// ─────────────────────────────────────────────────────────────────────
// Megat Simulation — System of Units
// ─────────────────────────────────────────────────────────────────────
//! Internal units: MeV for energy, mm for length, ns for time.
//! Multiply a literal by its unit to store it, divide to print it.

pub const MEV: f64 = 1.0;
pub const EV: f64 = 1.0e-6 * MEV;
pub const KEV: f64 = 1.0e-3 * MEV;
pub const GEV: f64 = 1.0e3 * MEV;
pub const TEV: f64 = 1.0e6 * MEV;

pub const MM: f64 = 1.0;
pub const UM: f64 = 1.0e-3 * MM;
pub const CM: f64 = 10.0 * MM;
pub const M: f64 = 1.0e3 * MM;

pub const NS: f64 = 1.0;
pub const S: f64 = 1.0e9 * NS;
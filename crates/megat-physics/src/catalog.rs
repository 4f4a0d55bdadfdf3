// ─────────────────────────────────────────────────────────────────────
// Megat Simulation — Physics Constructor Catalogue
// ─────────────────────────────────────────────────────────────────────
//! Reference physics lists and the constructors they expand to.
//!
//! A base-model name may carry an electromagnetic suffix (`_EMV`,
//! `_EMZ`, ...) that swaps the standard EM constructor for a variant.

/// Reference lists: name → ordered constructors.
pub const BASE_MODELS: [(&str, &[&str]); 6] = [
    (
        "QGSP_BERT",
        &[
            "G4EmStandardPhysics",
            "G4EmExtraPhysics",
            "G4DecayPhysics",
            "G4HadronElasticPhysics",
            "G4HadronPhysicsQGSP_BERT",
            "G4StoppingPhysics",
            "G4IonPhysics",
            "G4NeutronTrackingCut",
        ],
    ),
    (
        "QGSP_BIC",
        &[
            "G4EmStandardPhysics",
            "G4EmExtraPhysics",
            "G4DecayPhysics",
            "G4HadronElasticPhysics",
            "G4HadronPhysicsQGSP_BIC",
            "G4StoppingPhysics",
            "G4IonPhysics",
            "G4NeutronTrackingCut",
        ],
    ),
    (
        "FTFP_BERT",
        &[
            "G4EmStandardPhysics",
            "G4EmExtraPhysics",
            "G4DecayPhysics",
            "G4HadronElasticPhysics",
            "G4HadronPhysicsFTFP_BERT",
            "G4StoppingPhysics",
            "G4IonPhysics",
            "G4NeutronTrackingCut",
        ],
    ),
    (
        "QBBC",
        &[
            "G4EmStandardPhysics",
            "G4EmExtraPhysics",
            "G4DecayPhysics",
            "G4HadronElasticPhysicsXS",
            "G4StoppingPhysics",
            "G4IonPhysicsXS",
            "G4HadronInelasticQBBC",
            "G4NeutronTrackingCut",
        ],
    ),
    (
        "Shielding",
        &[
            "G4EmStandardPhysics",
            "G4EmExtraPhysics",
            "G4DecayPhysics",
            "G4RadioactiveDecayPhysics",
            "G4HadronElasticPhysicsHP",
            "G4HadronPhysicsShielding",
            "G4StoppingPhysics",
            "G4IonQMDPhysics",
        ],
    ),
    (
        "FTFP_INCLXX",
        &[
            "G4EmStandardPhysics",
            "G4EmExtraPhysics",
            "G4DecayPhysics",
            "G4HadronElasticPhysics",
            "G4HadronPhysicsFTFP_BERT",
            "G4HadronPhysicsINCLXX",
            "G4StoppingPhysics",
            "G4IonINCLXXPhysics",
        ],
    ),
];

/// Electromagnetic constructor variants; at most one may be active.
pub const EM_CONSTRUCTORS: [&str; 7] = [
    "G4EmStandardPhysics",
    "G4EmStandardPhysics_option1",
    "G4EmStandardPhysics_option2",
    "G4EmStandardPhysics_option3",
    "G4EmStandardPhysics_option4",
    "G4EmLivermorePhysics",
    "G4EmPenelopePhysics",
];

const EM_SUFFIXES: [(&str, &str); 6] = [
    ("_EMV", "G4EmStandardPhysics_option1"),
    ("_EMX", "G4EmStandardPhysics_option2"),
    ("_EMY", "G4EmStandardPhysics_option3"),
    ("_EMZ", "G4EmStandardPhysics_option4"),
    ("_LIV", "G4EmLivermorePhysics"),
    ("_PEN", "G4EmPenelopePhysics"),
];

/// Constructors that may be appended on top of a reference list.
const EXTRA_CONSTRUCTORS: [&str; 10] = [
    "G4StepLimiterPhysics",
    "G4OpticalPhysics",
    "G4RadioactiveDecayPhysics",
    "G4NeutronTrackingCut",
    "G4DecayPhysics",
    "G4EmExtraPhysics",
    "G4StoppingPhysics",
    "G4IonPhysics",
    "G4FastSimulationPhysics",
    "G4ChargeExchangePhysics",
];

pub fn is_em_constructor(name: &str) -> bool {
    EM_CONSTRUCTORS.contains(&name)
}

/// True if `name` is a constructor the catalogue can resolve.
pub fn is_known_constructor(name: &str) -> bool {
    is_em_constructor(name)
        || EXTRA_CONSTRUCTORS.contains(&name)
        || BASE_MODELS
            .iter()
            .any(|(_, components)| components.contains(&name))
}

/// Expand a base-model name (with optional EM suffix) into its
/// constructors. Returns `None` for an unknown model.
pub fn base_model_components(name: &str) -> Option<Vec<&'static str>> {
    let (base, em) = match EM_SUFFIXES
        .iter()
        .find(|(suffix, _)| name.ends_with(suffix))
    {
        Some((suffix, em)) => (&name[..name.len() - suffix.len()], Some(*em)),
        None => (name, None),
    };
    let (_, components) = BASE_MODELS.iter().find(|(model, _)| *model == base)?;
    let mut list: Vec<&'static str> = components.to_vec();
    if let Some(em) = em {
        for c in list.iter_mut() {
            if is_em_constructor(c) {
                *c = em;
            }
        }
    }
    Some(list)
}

= = = = =

| What is expected |
Could you set down each entry above word for word?

| Result of this task |
// ─────────────────────────────────────────────────────────────────────
// Megat Simulation — System of Units
// ─────────────────────────────────────────────────────────────────────
//! Internal units: MeV for energy, mm for length, ns for time.
//! Multiply a literal by its unit to store it, divide to print it.

pub const MEV: f64 = 1.0;
pub const EV: f64 = 1.0e-6 * MEV;
pub const KEV: f64 = 1.0e-3 * MEV;
pub const GEV: f64 = 1.0e3 * MEV;
pub const TEV: f64 = 1.0e6 * MEV;

pub const MM: f64 = 1.0;
pub const UM: f64 = 1.0e-3 * MM;
pub const CM: f64 = 10.0 * MM;
pub const M: f64 = 1.0e3 * MM;

pub const NS: f64 = 1.0;
pub const S: f64 = 1.0e9 * NS;
filename crates/megat-physics/src/catalog.rs
repository 4f4a0d55bdadfdf3
// ─────────────────────────────────────────────────────────────────────
// Megat Simulation — Physics Constructor Catalogue
// ─────────────────────────────────────────────────────────────────────
//! Reference physics lists and the constructors they expand to.
//!
//! A base-model name may carry an electromagnetic suffix (`_EMV`,
//! `_EMZ`, ...) that swaps the standard EM constructor for a variant.

/// Reference lists: name → ordered constructors.
pub const BASE_MODELS: [(&str, &[&str]); 6] = [
    (
        "QGSP_BERT",
        &[
            "G4EmStandardPhysics",
            "G4EmExtraPhysics",
            "G4DecayPhysics",
            "G4HadronElasticPhysics",
            "G4HadronPhysicsQGSP_BERT",
            "G4StoppingPhysics",
            "G4IonPhysics",
            "G4NeutronTrackingCut",
        ],
    ),
    (
        "QGSP_BIC",
        &[
            "G4EmStandardPhysics",
            "G4EmExtraPhysics",
            "G4DecayPhysics",
            "G4HadronElasticPhysics",
            "G4HadronPhysicsQGSP_BIC",
            "G4StoppingPhysics",
            "G4IonPhysics",
            "G4NeutronTrackingCut",
        ],
    ),
    (
        "FTFP_BERT",
        &[
            "G4EmStandardPhysics",
            "G4EmExtraPhysics",
            "G4DecayPhysics",
            "G4HadronElasticPhysics",
            "G4HadronPhysicsFTFP_BERT",
            "G4StoppingPhysics",
            "G4IonPhysics",
            "G4NeutronTrackingCut",
        ],
    ),
    (
        "QBBC",
        &[
            "G4EmStandardPhysics",
            "G4EmExtraPhysics",
            "G4DecayPhysics",
            "G4HadronElasticPhysicsXS",
            "G4StoppingPhysics",
            "G4IonPhysicsXS",
            "G4HadronInelasticQBBC",
            "G4NeutronTrackingCut",
        ],
    ),
    (
        "Shielding",
        &[
            "G4EmStandardPhysics",
            "G4EmExtraPhysics",
            "G4DecayPhysics",
            "G4RadioactiveDecayPhysics",
            "G4HadronElasticPhysicsHP",
            "G4HadronPhysicsShielding",
            "G4StoppingPhysics",
            "G4IonQMDPhysics",
        ],
    ),
    (
        "FTFP_INCLXX",
        &[
            "G4EmStandardPhysics",
            "G4EmExtraPhysics",
            "G4DecayPhysics",
            "G4HadronElasticPhysics",
            "G4HadronPhysicsFTFP_BERT",
            "G4HadronPhysicsINCLXX",
            "G4StoppingPhysics",
            "G4IonINCLXXPhysics",
        ],
    ),
];

/// Electromagnetic constructor variants; at most one may be active.
pub const EM_CONSTRUCTORS: [&str; 7] = [
    "G4EmStandardPhysics",
    "G4EmStandardPhysics_option1",
    "G4EmStandardPhysics_option2",
    "G4EmStandardPhysics_option3",
    "G4EmStandardPhysics_option4",
    "G4EmLivermorePhysics",
    "G4EmPenelopePhysics",
];

const EM_SUFFIXES: [(&str, &str); 6] = [
    ("_EMV", "G4EmStandardPhysics_option1"),
    ("_EMX", "G4EmStandardPhysics_option2"),
    ("_EMY", "G4EmStandardPhysics_option3"),
    ("_EMZ", "G4EmStandardPhysics_option4"),
    ("_LIV", "G4EmLivermorePhysics"),
    ("_PEN", "G4EmPenelopePhysics"),
];

/// Constructors that may be appended on top of a reference list.
const EXTRA_CONSTRUCTORS: [&str; 10] = [
    "G4StepLimiterPhysics",
    "G4OpticalPhysics",
    "G4RadioactiveDecayPhysics",
    "G4NeutronTrackingCut",
    "G4DecayPhysics",
    "G4EmExtraPhysics",
    "G4StoppingPhysics",
    "G4IonPhysics",
    "G4FastSimulationPhysics",
    "G4ChargeExchangePhysics",
];

pub fn is_em_constructor(name: &str) -> bool {
    EM_CONSTRUCTORS.contains(&name)
}

/// True if `name` is a constructor the catalogue can resolve.
pub fn is_known_constructor(name: &str) -> bool {
    is_em_constructor(name)
        || EXTRA_CONSTRUCTORS.contains(&name)
        || BASE_MODELS
            .iter()
            .any(|(_, components)| components.contains(&name))
}

/// Expand a base-model name (with optional EM suffix) into its
/// constructors. Returns `None` for an unknown model.
pub fn base_model_components(name: &str) -> Option<Vec<&'static str>> {
    let (base, em) = match EM_SUFFIXES
        .iter()
        .find(|(suffix, _)| name.ends_with(suffix))
    {
        Some((suffix, em)) => (&name[..name.len() - suffix.len()], Some(*em)),
        None => (name, None),
    };
    let (_, components) = BASE_MODELS.iter().find(|(model, _)| *model == base)?;
    let mut list: Vec<&'static str> = components.to_vec();
    if let Some(em) = em {
        for c in list.iter_mut() {
            if is_em_constructor(c) {
                *c = em;
            }
        }
    }
    Some(list)
}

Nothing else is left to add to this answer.